Published in Notes on the Future of Quantitative Social Science, 2026

Abstract:

Measuring culture has long been a core sociological pursuit. The emergence of word embeddings in the 2010s offered a new approach to quantify culture by representing systems of meaning as mathematical relationships among concepts, allowing scholars to compare how these systems of meaning vary across social groups, historical periods, and community contexts. Recent advances in artificial intelligence have complicated the promise of embedding methods. Transformer-based language models incorporate vastly larger contexts and represent meaning dynamically, bringing computational models potentially closer to the scale and contextuality of human language use. Yet these advances have come at a cost. Contemporary foundation models aggregate information across languages, communities, and historical periods, producing representations that are increasingly detached from identifiable social standpoints. This creates a paradox for quantitative cultural research: models now track cultural information across much larger contexts than any human could, yet they are less clearly tied to the situated perspectives through which culture is experienced and learned by humans. This chapter traces the trajectory from static embeddings to contemporary large language models and examines the implications of this shift for the formal modeling of culture.

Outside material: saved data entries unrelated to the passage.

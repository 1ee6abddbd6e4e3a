//! Ranked-retrieval execution over posting lists.
//!
//! A query grabs the current posting-list version for each of its terms,
//! merges them by document, hands each candidate's accumulated contributions
//! to the ranker, and keeps a bounded heap of the best K. The merge strategy
//! follows term cardinality: hash accumulation (term-at-a-time) for short
//! queries, a cursor heap (document-at-a-time) for wide ones. Queries never
//! touch the writer lock.

use std::cmp::Ordering;
use std::collections::{BinaryHeap, HashMap};
use std::sync::Arc;

use tracing::debug;

use crate::index::posting::{PostingIter, PostingList};
use crate::index::EventIndex;
use crate::ranking::Ranker;
use crate::types::{DocId, Feature, ScoredDoc, TermId};

/// Queries at or below this many matched terms accumulate term-at-a-time.
const TAAT_MAX_TERMS: usize = 4;

/// Executes ranked queries against one event index.
#[derive(Debug)]
pub struct QueryExecutor {
    index: Arc<EventIndex>,
    ranker: Ranker,
}

impl QueryExecutor {
    #[must_use]
    pub fn new(index: Arc<EventIndex>, ranker: Ranker) -> Self {
        Self { index, ranker }
    }

    /// Run a query and return at most `limit` results, score descending with
    /// ascending-DocId tie-break.
    #[must_use]
    pub fn execute(&self, features: &[Feature], limit: usize) -> Vec<ScoredDoc> {
        if limit == 0 || features.is_empty() {
            return Vec::new();
        }

        // Immutable list versions: safe to traverse while writers publish.
        let lists: Vec<(Arc<PostingList>, Feature)> = features
            .iter()
            .filter_map(|feature| {
                self.index
                    .store()
                    .lookup(feature.term_id)
                    .filter(|list| !list.is_empty())
                    .map(|list| (list, *feature))
            })
            .collect();

        if lists.is_empty() {
            return Vec::new();
        }

        let candidates = if lists.len() <= TAAT_MAX_TERMS {
            accumulate_taat(&lists)
        } else {
            accumulate_daat(&lists)
        };
        debug!(
            terms = lists.len(),
            candidates = candidates.len(),
            "query merge complete"
        );

        top_k(candidates, &self.ranker, limit)
    }
}

/// Term-at-a-time: fold each list into a doc-keyed accumulator.
fn accumulate_taat(
    lists: &[(Arc<PostingList>, Feature)],
) -> Vec<(DocId, Vec<(TermId, f32)>)> {
    let mut acc: HashMap<DocId, Vec<(TermId, f32)>> = HashMap::new();
    for (list, feature) in lists {
        for posting in list.iter() {
            acc.entry(posting.doc_id)
                .or_default()
                .push((feature.term_id, feature.weight * posting.weight));
        }
    }
    acc.into_iter().collect()
}

/// Document-at-a-time: advance a heap of list cursors in lockstep, emitting
/// one candidate per distinct document.
fn accumulate_daat(
    lists: &[(Arc<PostingList>, Feature)],
) -> Vec<(DocId, Vec<(TermId, f32)>)> {
    let mut cursors: Vec<PostingIter<'_>> = lists.iter().map(|(list, _)| list.iter()).collect();

    // Min-heap of (current doc, cursor index).
    let mut heap: BinaryHeap<std::cmp::Reverse<(DocId, usize)>> = cursors
        .iter()
        .enumerate()
        .filter_map(|(i, cursor)| cursor.peek().map(|p| std::cmp::Reverse((p.doc_id, i))))
        .collect();

    let mut candidates = Vec::new();
    while let Some(&std::cmp::Reverse((doc_id, _))) = heap.peek() {
        let mut contributions = Vec::new();
        while let Some(&std::cmp::Reverse((next_doc, i))) = heap.peek() {
            if next_doc != doc_id {
                break;
            }
            heap.pop();
            let posting = cursors[i].next().expect("cursor behind heap entry");
            let feature = lists[i].1;
            contributions.push((feature.term_id, feature.weight * posting.weight));
            if let Some(peeked) = cursors[i].peek() {
                heap.push(std::cmp::Reverse((peeked.doc_id, i)));
            }
        }
        candidates.push((doc_id, contributions));
    }
    candidates
}

/// Candidate ordering for the bounded heap: the heap's greatest element is
/// the worst kept result (lowest score, then highest doc id).
#[derive(Debug, PartialEq)]
struct Candidate {
    doc_id: DocId,
    score: f32,
}

impl Eq for Candidate {}

impl PartialOrd for Candidate {
    fn partial_cmp(&self, other: &Self) -> Option<Ordering> {
        Some(self.cmp(other))
    }
}

impl Ord for Candidate {
    fn cmp(&self, other: &Self) -> Ordering {
        other
            .score
            .partial_cmp(&self.score)
            .unwrap_or(Ordering::Equal)
            .then_with(|| self.doc_id.cmp(&other.doc_id))
    }
}

fn top_k(
    candidates: Vec<(DocId, Vec<(TermId, f32)>)>,
    ranker: &Ranker,
    limit: usize,
) -> Vec<ScoredDoc> {
    let mut heap: BinaryHeap<Candidate> = BinaryHeap::with_capacity(limit + 1);
    for (doc_id, contributions) in candidates {
        let candidate = Candidate {
            doc_id,
            score: ranker.score(&contributions),
        };
        if heap.len() < limit {
            heap.push(candidate);
        } else if let Some(worst) = heap.peek() {
            if candidate.cmp(worst) == Ordering::Less {
                heap.pop();
                heap.push(candidate);
            }
        }
    }

    let mut results: Vec<Candidate> = heap.into_vec();
    results.sort_by(|a, b| {
        b.score
            .partial_cmp(&a.score)
            .unwrap_or(Ordering::Equal)
            .then_with(|| a.doc_id.cmp(&b.doc_id))
    });
    results
        .into_iter()
        .map(|c| ScoredDoc {
            doc_id: c.doc_id,
            score: c.score,
        })
        .collect()
}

We review how static embeddings were used to measure cultural associations and we consider emerging evidence that large generative models struggle to reproduce the diversity and variance observed in human populations. We then examine two provisional solutions: steering methods that attempt to recover latent perspectives from within large models, and historically or socially bounded models designed to preserve identifiable cultural standpoints. We conclude that the central challenge facing computational cultural sociology is determining whether perspective can be meaningfully modeled within increasingly powerful language models.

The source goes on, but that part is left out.